Мы знаем срок смерти Ивана Ильича и судьбу жены Позднышева, даже результат суда над ним, знаем судьбу Хаджи Мурата и даже, что скажут над его головой.
Интерес о этой стороны произведения снят.
Нужно здесь художнику новое осмысливание вещей, изменение обычных рядов мыслей, и он отказался от сюжета, отведя ему служебную роль.
В этом отступлении я пытался показать разность между временной перестановкой, которая в частном случае может быть использована для создания «тайн», и самой тайной, как определенным сюжетным приемом.
Я думаю, что при самом невнимательном рассмотрении авантюрных романов всякий обратит внимание на то количество тайн, которые в них фигурируют.
Очень обычны даже названия со словом «тайна», например, «Тайны мадридского двора», «Таинственный остров», «Тайна Эдвина Друда» и т. д.
Тайны в авантюрном романе или рассказе обычно вводятся для усиления интересности действия, для возможности двоякого осмысливания его.
Романы с сыщиками, представляя из себя частный случай «романов преступлений», возобладали над романом с разбойниками, вероятно, именно благодаря удобству мотивировки тайны. Сперва дается преступление, как загадка, потом сыщик является профессиональным разгадчиком тайны.
«Преступление и наказание» Достоевского также широко пользуется приемом приготовлений Раскольникова (петля для топора, перемена шляпы и т. д. даны до того, мы знаем их цель). Мотивы преступления в этом романе даны уже после преступления, являющегося их следствием.
В романах типа «Арсен Люпен» главный герой не сыщик, а преступник-«джентльмен», но сыщик дан, как обнаруживатель тайны, введен только мотив опаздывания. Но и «Арсен Люпен» часто работает, как сыщик.
Для того, чтобы показать конкретный случай рассказа, построенного на тайне, разберем одну из новелл Конан- Дойля, посвященных приключениям Шерлока Холмса.
Для анализа беру рассказ «Пестрая лента», параллели буду брать, главным образом, из той же книги собрания сочинений (т. IV. Собр. соч. изд. Сойкина 1909 г.) для того, чтобы читателю было легче следить за мной, если он задумает сделать это с книгой в руках.
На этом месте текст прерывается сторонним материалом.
//! Tool listing and invocation types.

use serde::{Deserialize, Serialize};
use serde_json::Value;

use super::content::Content;
use super::core::Cursor;

/// A tool the server exposes.
#[derive(Debug, Clone, PartialEq, Serialize, Deserialize)]
#[serde(rename_all = "camelCase")]
pub struct Tool {
    /// Tool name, unique per server
    pub name: String,
    /// Human-readable description
    #[serde(skip_serializing_if = "Option::is_none")]
    pub description: Option<String>,
    /// JSON Schema for the tool's arguments
    pub input_schema: Value,
    /// JSON Schema for `structured_content` in results, when declared
    #[serde(skip_serializing_if = "Option::is_none")]
    pub output_schema: Option<Value>,
}

/// Result of `tools/list`.
#[derive(Debug, Clone, PartialEq, Serialize, Deserialize)]
#[serde(rename_all = "camelCase")]
pub struct ListToolsResult {
    /// One page of tools
    pub tools: Vec<Tool>,
    /// Cursor for the next page, if any
    #[serde(skip_serializing_if = "Option::is_none")]
    pub next_cursor: Option<Cursor>,
}

/// Parameters of `tools/call`.
#[derive(Debug, Clone, PartialEq, Serialize, Deserialize)]
pub struct CallToolParams {
    /// Tool to invoke
    pub name: String,
    /// Arguments matching the tool's input schema
    #[serde(skip_serializing_if = "Option::is_none")]
    pub arguments: Option<Value>,
}

/// Result of `tools/call`.
#[derive(Debug, Clone, PartialEq, Serialize, Deserialize)]
#[serde(rename_all = "camelCase")]
pub struct CallToolResult {
    /// Unstructured content blocks
    pub content: Vec<Content>,
    /// Structured content matching the tool's output schema
    #[serde(skip_serializing_if = "Option::is_none")]
    pub structured_content: Option<Value>,
    /// True when the call failed and `content` describes the failure
    #[serde(skip_serializing_if = "Option::is_none")]
    pub is_error: Option<bool>,
}
//! Login-shell PATH probing and merging.

use std::time::Duration;

use async_trait::async_trait;
use tracing::{debug, warn};

/// PATH entries appended when neither probe nor environment supplies them.
pub const FALLBACK_PATH: &str = "/usr/local/bin:/usr/bin:/bin:/usr/sbin:/sbin";

/// How long the login shell gets to print its environment.
const PROBE_TIMEOUT: Duration = Duration::from_secs(5);

/// Supplies the PATH a user's login shell would see.
///
/// The real probe spawns a shell, which is slow and environment-dependent;
/// tests install a [`FixedPathProbe`] instead.
#[async_trait]
pub trait PathProbe: Send + Sync + std::fmt::Debug {
    /// The login shell's PATH, or `None` when probing fails.
    async fn login_shell_path(&self) -> Option<String>;
}

/// Probes by running `$SHELL -l -c "env | grep '^PATH='"`.
#[derive(Debug, Default)]
pub struct LoginShellPathProbe;

#[async_trait]
impl PathProbe for LoginShellPathProbe {
    async fn login_shell_path(&self) -> Option<String> {
        let shell = std::env::var("SHELL").ok()?;

        let output = tokio::time::timeout(
            PROBE_TIMEOUT,
            tokio::process::Command::new(&shell)
                .arg("-l")
                .arg("-c")
                .arg("env | grep '^PATH='")
                .output(),
        )
        .await;

        match output {
            Ok(Ok(out)) if out.status.success() => {
                let stdout = String::from_utf8_lossy(&out.stdout);
                let path = stdout
                    .lines()
                    .find_map(|line| line.strip_prefix("PATH="))
                    .map(str::to_string);
                debug!(shell = %shell, found = path.is_some(), "login shell PATH probe");
                path
            }
            Ok(Ok(out)) => {
                warn!(shell = %shell, status = ?out.status, "login shell PATH probe failed");
                None
            }
            Ok(Err(e)) => {
                warn!(shell = %shell, error = %e, "could not spawn login shell");
                None
            }
            Err(_) => {
                warn!(shell = %shell, "login shell PATH probe timed out");
                None
            }
        }
    }
}

/// A probe returning a fixed answer. Test seam.
#[derive(Debug, Clone)]
pub struct FixedPathProbe(pub Option<String>);

#[async_trait]
impl PathProbe for FixedPathProbe {
    async fn login_shell_path(&self) -> Option<String> {
        self.0.clone()
    }
}

/// Concatenate PATH sources into one colon-separated string, de-duplicating
/// entries while preserving first-occurrence order.
pub fn merge_path_segments(sources: &[Option<&str>]) -> String {
    let mut seen = std::collections::HashSet::new();
    let mut merged: Vec<&str> = Vec::new();

    for source in sources.iter().flatten() {
        for entry in source.split(':') {
            if !entry.is_empty() && seen.insert(entry) {
                merged.push(entry);
            }
        }
    }

    merged.join(":")
}

/// The PATH handed to spawned servers: probe result, process PATH, fallback.
pub async fn effective_path(probe: &dyn PathProbe) -> String {
    let shell_path = probe.login_shell_path().await;
    let process_path = std::env::var("PATH").ok();

    merge_path_segments(&[
        shell_path.as_deref(),
        process_path.as_deref(),
        Some(FALLBACK_PATH),
    ])
}

#[cfg(test)]
mod tests {
    use super::*;
    use pretty_assertions::assert_eq;

    #[test]
    fn merge_preserves_order_and_dedupes() {
        let merged = merge_path_segments(&[
            Some("/a:/b:/c"),
            Some("/b:/d"),
            Some("/a:/e"),
        ]);
        assert_eq!(merged, "/a:/b:/c:/d:/e");
    }

    #[test]
    fn merge_skips_missing_sources_and_empty_entries() {
        let merged = merge_path_segments(&[None, Some(":/x::/y:"), None]);
        assert_eq!(merged, "/x:/y");
    }

    #[tokio::test]
    async fn effective_path_always_ends_with_fallback_entries() {
        let probe = FixedPathProbe(Some("/opt/custom/bin".into()));
        let path = effective_path(&probe).await;
        assert!(path.starts_with("/opt/custom/bin:"));
        for entry in FALLBACK_PATH.split(':') {
            assert!(path.split(':').any(|p| p == entry), "missing {entry}");
        }
    }

    #[tokio::test]
    async fn failed_probe_still_yields_a_usable_path() {
        let probe = FixedPathProbe(None);
        let path = effective_path(&probe).await;
        assert!(path.split(':').any(|p| p == "/usr/bin"));
    }
}
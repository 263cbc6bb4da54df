//! Dialect detection.

use serde_json::Value;

/// The JSON Schema drafts this validator understands.
#[derive(Debug, Clone, Copy, PartialEq, Eq)]
pub enum Dialect {
    /// Draft 2020-12: `prefixItems` + schema-form `items`, `$dynamicRef`
    Draft202012,
    /// Draft 2019-09: `$recursiveRef` era; treated as 2020-12 minus
    /// `prefixItems` (array-form `items` still applies positionally)
    Draft201909,
    /// Draft 07: array-form `items` + `additionalItems`, `$ref` replaces
    /// siblings, `definitions`
    Draft07,
}

impl Dialect {
    /// Detect the dialect of a schema document from its `$schema`, falling
    /// back to `default` when absent or unrecognized.
    pub fn detect(schema: &Value, default: Self) -> Self {
        let Some(Value::String(meta)) = schema.get("$schema") else {
            return default;
        };
        if meta.contains("2020-12") {
            Self::Draft202012
        } else if meta.contains("2019-09") {
            Self::Draft201909
        } else if meta.contains("draft-07") || meta.contains("draft-06") || meta.contains("draft-04")
        {
            Self::Draft07
        } else {
            default
        }
    }

    /// Whether `$ref` replaces its sibling keywords (draft-07 behavior).
    pub fn ref_replaces_siblings(self) -> bool {
        matches!(self, Self::Draft07)
    }

    /// Whether `prefixItems` is the positional-items keyword.
    pub fn uses_prefix_items(self) -> bool {
        matches!(self, Self::Draft202012)
    }
}

#[cfg(test)]
mod tests {
    use super::*;
    use serde_json::json;

    #[test]
    fn detects_known_dialects() {
        let cases = [
            ("https://json-schema.org/draft/2020-12/schema", Dialect::Draft202012),
            ("https://json-schema.org/draft/2019-09/schema", Dialect::Draft201909),
            ("http://json-schema.org/draft-07/schema#", Dialect::Draft07),
        ];
        for (meta, expected) in cases {
            let schema = json!({"$schema": meta});
            assert_eq!(Dialect::detect(&schema, Dialect::Draft202012), expected);
        }
    }

    #[test]
    fn falls_back_to_default() {
        assert_eq!(
            Dialect::detect(&json!({}), Dialect::Draft202012),
            Dialect::Draft202012
        );
        assert_eq!(
            Dialect::detect(&json!({"$schema": "urn:custom"}), Dialect::Draft07),
            Dialect::Draft07
        );
    }
}
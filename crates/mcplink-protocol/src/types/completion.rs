//! Argument completion types.

use serde::{Deserialize, Serialize};

/// What the completion is for: a prompt argument or a resource template
/// variable.
#[derive(Debug, Clone, PartialEq, Eq, Serialize, Deserialize)]
#[serde(tag = "type")]
pub enum CompletionReference {
    /// Completing an argument of a prompt
    #[serde(rename = "ref/prompt")]
    Prompt {
        /// Prompt name
        name: String,
    },
    /// Completing a variable of a resource template
    #[serde(rename = "ref/resource")]
    Resource {
        /// Template URI
        uri: String,
    },
}

/// Parameters of `completion/complete`.
#[derive(Debug, Clone, PartialEq, Eq, Serialize, Deserialize)]
pub struct CompleteParams {
    /// What is being completed
    #[serde(rename = "ref")]
    pub reference: CompletionReference,
    /// The argument and the partial value typed so far
    pub argument: CompletionArgument,
}

/// The argument under completion.
#[derive(Debug, Clone, PartialEq, Eq, Serialize, Deserialize)]
pub struct CompletionArgument {
    /// Argument name
    pub name: String,
    /// Partial value typed so far
    pub value: String,
}

/// Result of `completion/complete`.
#[derive(Debug, Clone, PartialEq, Serialize, Deserialize)]
pub struct CompleteResult {
    /// The completion values
    pub completion: Completion,
}

/// Completion values and paging hints.
#[derive(Debug, Clone, PartialEq, Serialize, Deserialize)]
#[serde(rename_all = "camelCase")]
pub struct Completion {
    /// Candidate values (at most 100 per the protocol)
    pub values: Vec<String>,
    /// Total candidates available, when known
    #[serde(skip_serializing_if = "Option::is_none")]
    pub total: Option<i64>,
    /// Whether more candidates exist beyond `values`
    #[serde(skip_serializing_if = "Option::is_none")]
    pub has_more: Option<bool>,
}

#[cfg(test)]
mod tests {
    use super::*;
    use pretty_assertions::assert_eq;
    use serde_json::json;

    #[test]
    fn reference_tags_follow_the_wire() {
        let p = CompleteParams {
            reference: CompletionReference::Prompt { name: "greet".into() },
            argument: CompletionArgument {
                name: "who".into(),
                value: "wo".into(),
            },
        };
        assert_eq!(
            serde_json::to_value(&p).unwrap(),
            json!({
                "ref": {"type": "ref/prompt", "name": "greet"},
                "argument": {"name": "who", "value": "wo"}
            })
        );
    }
}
Рассказы Конан-Дойля начинаются довольно однообразно: иногда идет перечисление приключений Шерлока Холмса, делаемое его другом Ватсоном, который как бы выбирает, что рассказывать.
Попутно даются намеки на какие-то дела, указываются детали их.
Чаще дело начинается появлением «клиента». Обстановка его появления довольно однообразна. Вот пример: «Хитрая выдумка».
«Он (Холмс) встал со стула, подошел к окну и, раздвинув занавески, стал смотреть на скучную однообразную лондонскую улицу. Я заглянул через его плечо и увидел на противоположной стороне высокую женщину о тяжелым мехом боа на шее и в шляпе с большим красным пером, с широкими полями, фасона „Герцогини Девонширской“, кокетливо одетой набок. Из-под этого сооружения она, смущенно и тревожно, поглядывала на наши окна, поворачиваясь то в одну, то в другую сторону и нервно теребя пуговицы перчатки. Внезапно, словно пловец, бросающийся в воду, она поспешно перешла улицу, и мы услышали сильный звонок.